QSS Postdoc accepts position at Texas A&M

01/02/2018

Erik Peterson, currently a post-doctoral fellow in the Program in Quantitative Social Science, recently accepted an offer to become Assistant Professor of Political Science at Texas A&M University. After undergraduate education at Northwestern University, where Erik wrote a thesis under the supervision of Professor Jamie Druckman, Erik received his doctorate in political science from Stanford University.  He has been at Dartmouth since the fall of 2017.

Among other things, Erik is working on projects that seek to identify the effects of cuts in newsroom reporting on democracy.  Erik is also conducting research with Assistant Professor of Government, and QSS Director of Undergraduate Research, Sean Westwood on projects designed to identity the origins of affective polarization.

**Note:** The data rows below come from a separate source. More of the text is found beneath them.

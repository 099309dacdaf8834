use utoipa::OpenApi;

use crate::error::ErrorResponse;
use crate::handlers;
use crate::models::{GreetResponse, MessageResponse, StatusResponse, VersionResponse};

/// OpenAPI documentation
#[derive(OpenApi)]
#[openapi(
    info(
        title = "hello-service API",
        version = "1.0.0",
        description = "Version, health and greeting endpoints"
    ),
    paths(
        handlers::version::version_handler,
        handlers::status::status_handler,
        handlers::hello::root_handler,
        handlers::hello::hello_handler,
        handlers::greet::greet_handler
    ),
    components(
        schemas(
            VersionResponse,
            StatusResponse,
            MessageResponse,
            GreetResponse,
            ErrorResponse
        )
    ),
    tags(
        (name = "health", description = "Version and health check operations"),
        (name = "hello", description = "Greeting operations")
    )
)]
pub struct ApiDoc;
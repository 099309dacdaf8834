use crate::models::GreetResponse;
use crate::routes;
use axum::{extract::Path, Json};

/// GET /greet/{name} handler - Personalized greeting
///
/// `name` arrives percent-decoded from the path and is echoed back verbatim;
/// serde_json takes care of escaping it inside the response body.
#[utoipa::path(
    get,
    path = routes::GREET,
    params(
        ("name" = String, Path, description = "Name of the person to greet")
    ),
    responses(
        (status = 200, description = "Personalized greeting", body = GreetResponse),
        (status = 400, description = "Path segment is not valid UTF-8 after decoding")
    ),
    tag = "hello"
)]
pub async fn greet_handler(Path(name): Path<String>) -> Json<GreetResponse> {
    tracing::debug!("Greeting {:?}", name);
    Json(GreetResponse {
        message: format!("Hello, {}!", name),
        greeted: name,
    })
}

#[cfg(test)]
mod tests {
    use super::*;
    use axum::{body::Body, http::Request, http::StatusCode, routing::get, Router};
    use proptest::prelude::*;
    use tower::ServiceExt;

    fn setup_test_app() -> Router {
        Router::new().route(routes::GREET, get(greet_handler))
    }

    async fn greet(uri: &str) -> (StatusCode, Vec<u8>) {
        let response = setup_test_app()
            .oneshot(
                Request::builder()
                    .method("GET")
                    .uri(uri)
                    .body(Body::empty())
                    .unwrap(),
            )
            .await
            .unwrap();

        let status = response.status();
        let body = axum::body::to_bytes(response.into_body(), usize::MAX)
            .await
            .unwrap();
        (status, body.to_vec())
    }

    #[tokio::test]
    async fn test_greet_endpoint() {
        let (status, body) = greet("/greet/Alice").await;

        assert_eq!(status, StatusCode::OK);
        let response_json: serde_json::Value = serde_json::from_slice(&body).unwrap();
        assert_eq!(
            response_json,
            serde_json::json!({ "message": "Hello, Alice!", "greeted": "Alice" })
        );
    }

    #[tokio::test]
    async fn test_greet_decodes_percent_encoding() {
        let (status, body) = greet("/greet/Jos%C3%A9%20Mar%C3%ADa").await;

        assert_eq!(status, StatusCode::OK);
        let response_json: GreetResponse = serde_json::from_slice(&body).unwrap();
        assert_eq!(response_json.greeted, "José María");
        assert_eq!(response_json.message, "Hello, José María!");
    }

    #[tokio::test]
    async fn test_greet_escapes_json() {
        let (status, body) = greet("/greet/%22quoted%22%5C").await;

        assert_eq!(status, StatusCode::OK);
        let raw = String::from_utf8(body.clone()).unwrap();
        assert!(raw.contains(r#""greeted":"\"quoted\"\\""#));
        let response_json: GreetResponse = serde_json::from_slice(&body).unwrap();
        assert_eq!(response_json.greeted, "\"quoted\"\\");
    }

    #[tokio::test]
    async fn test_greet_encoded_slash_stays_in_name() {
        let (status, body) = greet("/greet/a%2Fb").await;

        assert_eq!(status, StatusCode::OK);
        let response_json: GreetResponse = serde_json::from_slice(&body).unwrap();
        assert_eq!(response_json.greeted, "a/b");
        assert_eq!(response_json.message, "Hello, a/b!");
    }

    #[tokio::test]
    async fn test_greet_raw_slash_not_found() {
        let (status, _) = greet("/greet/a/b").await;
        assert_eq!(status, StatusCode::NOT_FOUND);
    }

    #[tokio::test]
    async fn test_greet_empty_name_not_found() {
        let (status, _) = greet("/greet/").await;
        assert_eq!(status, StatusCode::NOT_FOUND);
    }

    #[tokio::test]
    async fn test_greet_invalid_utf8_bad_request() {
        let (status, _) = greet("/greet/%FF").await;
        assert_eq!(status, StatusCode::BAD_REQUEST);
    }

    proptest! {
        #[test]
        fn prop_greeted_matches_path_segment(name in "[A-Za-z0-9_~-][A-Za-z0-9._~-]{0,31}") {
            let rt = tokio::runtime::Builder::new_current_thread()
                .enable_all()
                .build()
                .unwrap();
            let (status, body) = rt.block_on(greet(&format!("/greet/{}", name)));

            prop_assert_eq!(status, StatusCode::OK);
            let response_json: GreetResponse = serde_json::from_slice(&body).unwrap();
            prop_assert_eq!(&response_json.greeted, &name);
            prop_assert_eq!(response_json.message, format!("Hello, {}!", name));
        }
    }
}
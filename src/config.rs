use std::env;
use anyhow::{Context, Result};

/// Version reported by `GET /version`
pub const VERSION: &str = "1.0.0";

#[derive(Debug, Clone)]
pub struct Config {
    pub version: String,
    pub service_port: u16,
    pub service_host: String,
    pub docs_enabled: bool,
}

impl Config {
    pub fn from_env() -> Result<Self> {
        let service_port = env::var("SERVICE_PORT")
            .unwrap_or_else(|_| "5000".to_string())
            .parse::<u16>()
            .context("SERVICE_PORT must be a valid port number (0-65535)")?;

        let service_host = env::var("SERVICE_HOST")
            .unwrap_or_else(|_| "0.0.0.0".to_string());

        let docs_enabled = match env::var("SERVICE_DOCS") {
            Ok(value) => parse_flag(&value)
                .with_context(|| format!("SERVICE_DOCS must be a boolean flag, got '{}'", value))?,
            Err(_) => true,
        };

        Ok(Config {
            version: VERSION.to_string(),
            service_port,
            service_host,
            docs_enabled,
        })
    }

    /// Address string suitable for `TcpListener::bind`
    pub fn bind_addr(&self) -> String {
        format!("{}:{}", self.service_host, self.service_port)
    }

    pub fn log_startup(&self) {
        tracing::info!("Configuration loaded:");
        tracing::info!("  Version: {}", self.version);
        tracing::info!("  API docs: {}", if self.docs_enabled { "enabled" } else { "disabled" });
        tracing::info!("  Service listening on: {}", self.bind_addr());
    }
}

impl Default for Config {
    fn default() -> Self {
        Config {
            version: VERSION.to_string(),
            service_port: 5000,
            service_host: "0.0.0.0".to_string(),
            docs_enabled: true,
        }
    }
}

fn parse_flag(value: &str) -> Option<bool> {
    match value.trim().to_ascii_lowercase().as_str() {
        "1" | "true" | "yes" | "on" => Some(true),
        "0" | "false" | "no" | "off" => Some(false),
        _ => None,
    }
}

According to Professor Westwood, "Erik exemplifies the kind of scholar we are trying to foster within QSS: a social scientist who uses cutting-edge methods to explore major questions."

William Clark, Head of the Department of Political Science at Texas A&M, described Erik as "energetic, well-trained, and extremely prolific."  He suggested that Erik "will play an important role in our recently created research program in Political Behavior and Political Institutions and should also have lots of opportunities to collaborate with scholars in Psychology, Communication Studies, and Behavioral Economics."

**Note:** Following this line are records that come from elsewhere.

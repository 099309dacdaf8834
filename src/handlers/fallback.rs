use crate::error::ApiError;
use axum::http::Uri;

/// Router fallback for paths that match no route
pub async fn not_found_handler(uri: Uri) -> ApiError {
    tracing::debug!("No route for {}", uri.path());
    ApiError::NotFound(uri.path().to_string())
}
//! Auth service - admin login and bearer token checks

use std::fmt::Debug;
use std::sync::Arc;

use async_trait::async_trait;
use thiserror::Error;
use tracing::{info, warn};

use crate::domain::{AdminIdentity, DomainError};
use crate::infrastructure::auth::{AdminCredentials, IssuedToken, JwtGenerator};

/// Returned for both an unknown email and a wrong password
pub const INVALID_CREDENTIALS_MESSAGE: &str = "Invalid email or password";

/// Login form as received
#[derive(Debug, Clone, Default)]
pub struct LoginRequest {
    pub email: Option<String>,
    pub password: Option<String>,
}

/// Result of a successful login
#[derive(Debug, Clone)]
pub struct AdminSession {
    pub user: AdminIdentity,
    pub token: IssuedToken,
}

/// Bearer token rejection reasons
#[derive(Debug, Clone, Error)]
pub enum AuthError {
    #[error("Invalid or expired token")]
    InvalidToken(String),

    #[error("Admin access required")]
    NotAdmin,
}

/// Trait for authentication operations
#[async_trait]
pub trait AuthServiceTrait: Send + Sync + Debug {
    async fn login(&self, request: LoginRequest) -> Result<AdminSession, DomainError>;

    /// Verifies a bearer token and requires the admin role
    fn authorize(&self, token: &str) -> Result<AdminIdentity, AuthError>;
}

/// Auth service for the single configured admin
#[derive(Debug)]
pub struct AuthService {
    credentials: AdminCredentials,
    tokens: Arc<dyn JwtGenerator>,
}

impl AuthService {
    pub fn new(credentials: AdminCredentials, tokens: Arc<dyn JwtGenerator>) -> Self {
        Self {
            credentials,
            tokens,
        }
    }
}

fn present(value: Option<String>) -> Option<String> {
    value.filter(|v| !v.trim().is_empty())
}

#[async_trait]
impl AuthServiceTrait for AuthService {
    async fn login(&self, request: LoginRequest) -> Result<AdminSession, DomainError> {
        let (Some(email), Some(password)) = (present(request.email), present(request.password))
        else {
            return Err(DomainError::validation("Email and password are required"));
        };

        // bcrypt and argon2 verification is CPU bound
        let credentials = self.credentials.clone();
        let attempted = email.clone();
        let identity = tokio::task::spawn_blocking(move || credentials.verify(&attempted, &password))
            .await
            .map_err(|e| DomainError::internal(format!("Credential check failed: {}", e)))?;

        let Some(user) = identity else {
            warn!(email = %email.trim(), "Rejected admin login");
            return Err(DomainError::credential(INVALID_CREDENTIALS_MESSAGE));
        };

        let token = self.tokens.generate(&user)?;
        info!(email = %user.email, expires_at = %token.expires_at, "Admin logged in");

        Ok(AdminSession { user, token })
    }

    fn authorize(&self, token: &str) -> Result<AdminIdentity, AuthError> {
        let claims = self
            .tokens
            .validate(token)
            .map_err(|e| AuthError::InvalidToken(e.to_string()))?;

        let identity = claims.identity();
        if !identity.is_admin() {
            return Err(AuthError::NotAdmin);
        }

        Ok(identity)
    }
}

QSS congratulates Erik on his new faculty position!  Erik will be starting at A&M in the summer of 2018 and until that time will be working on his research at Dartmouth.

QSS Fellow published in Journal of Politics

08/31/2017

Erik Peterson, a postdoctoral fellow in the Program in Quantitative Social Science, has published an article in Journal of Politics on the role of information in partisan voting. Erik received his doctorate in political science from Stanford University in 2017 and started his fellowship at Dartmouth in August. Using a survey experiment and an observational study of voting in Congressional elections, Erik's article shows that more informative media environments reduce voters' reliance on partisanship to evaluate politicians. Erik's dissertation at Stanford was titled "Causes and Consequences of News Media Content." At Dartmouth, Erik will work on a project examining the political consequences of the widespread layoffs of newspaper journalists that have occurred over the past decade.